Obrezanova Olga, Gola Joelle M R, Champness Edmund J, Segall Matthew D
BioFocus DPI Ltd., Darwin Building, Chesterford Research Park, Saffron Walden, CB10 1XL, UK.
J Comput Aided Mol Des. 2008 Jun-Jul;22(6-7):431-40. doi: 10.1007/s10822-008-9193-8. Epub 2008 Feb 14.
In this article, we present an automatic model generation process for building QSAR models using Gaussian Processes, a powerful machine learning modeling method. We describe the stages of the process that ensure models are built and validated within a rigorous framework: descriptor calculation, splitting data into training, validation and test sets, descriptor filtering, application of modeling techniques and selection of the best model. We apply this automatic process to data sets of blood-brain barrier penetration and aqueous solubility and compare the resulting automatically generated models with 'manually' built models using external test sets. The results demonstrate the effectiveness of the automatic model generation process for two types of data sets commonly encountered in building ADME QSAR models, a small set of in vivo data and a large set of physico-chemical data.

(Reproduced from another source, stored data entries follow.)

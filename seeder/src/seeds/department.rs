use crate::seed::Seeder;
use db::error::DomainError;
use db::models::department::Model as DepartmentModel;
use sea_orm::DatabaseConnection;
use std::future::Future;
use std::pin::Pin;

pub struct DepartmentSeeder;

impl Seeder for DepartmentSeeder {
    fn seed<'a>(
        &'a self,
        db: &'a DatabaseConnection,
    ) -> Pin<Box<dyn Future<Output = Result<(), DomainError>> + Send + 'a>> {
        Box::pin(async move {
            for (name, code) in [
                ("Computer Science", "CS"),
                ("Mathematics", "MATH"),
                ("Physics", "PHY"),
            ] {
                DepartmentModel::create(db, name, code).await?;
            }
            Ok(())
        })
    }
}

在本文中,我们展示了一种使用高斯过程构建定量构效关系(QSAR)模型的自动模型生成过程,高斯过程是一种强大的机器学习建模方法。我们描述了该过程的各个阶段,这些阶段确保在严格的框架内构建和验证模型:描述符计算、将数据拆分为训练集、验证集和测试集、描述符筛选、建模技术的应用以及最佳模型的选择。我们将此自动过程应用于血脑屏障穿透和水溶性的数据集,并使用外部测试集将自动生成的模型与“手动”构建的模型进行比较。结果证明了自动模型生成过程对于构建药物吸收、分布、代谢和排泄(ADME)QSAR模型时常见的两种类型数据集的有效性,即一小部分体内数据和一大组物理化学数据。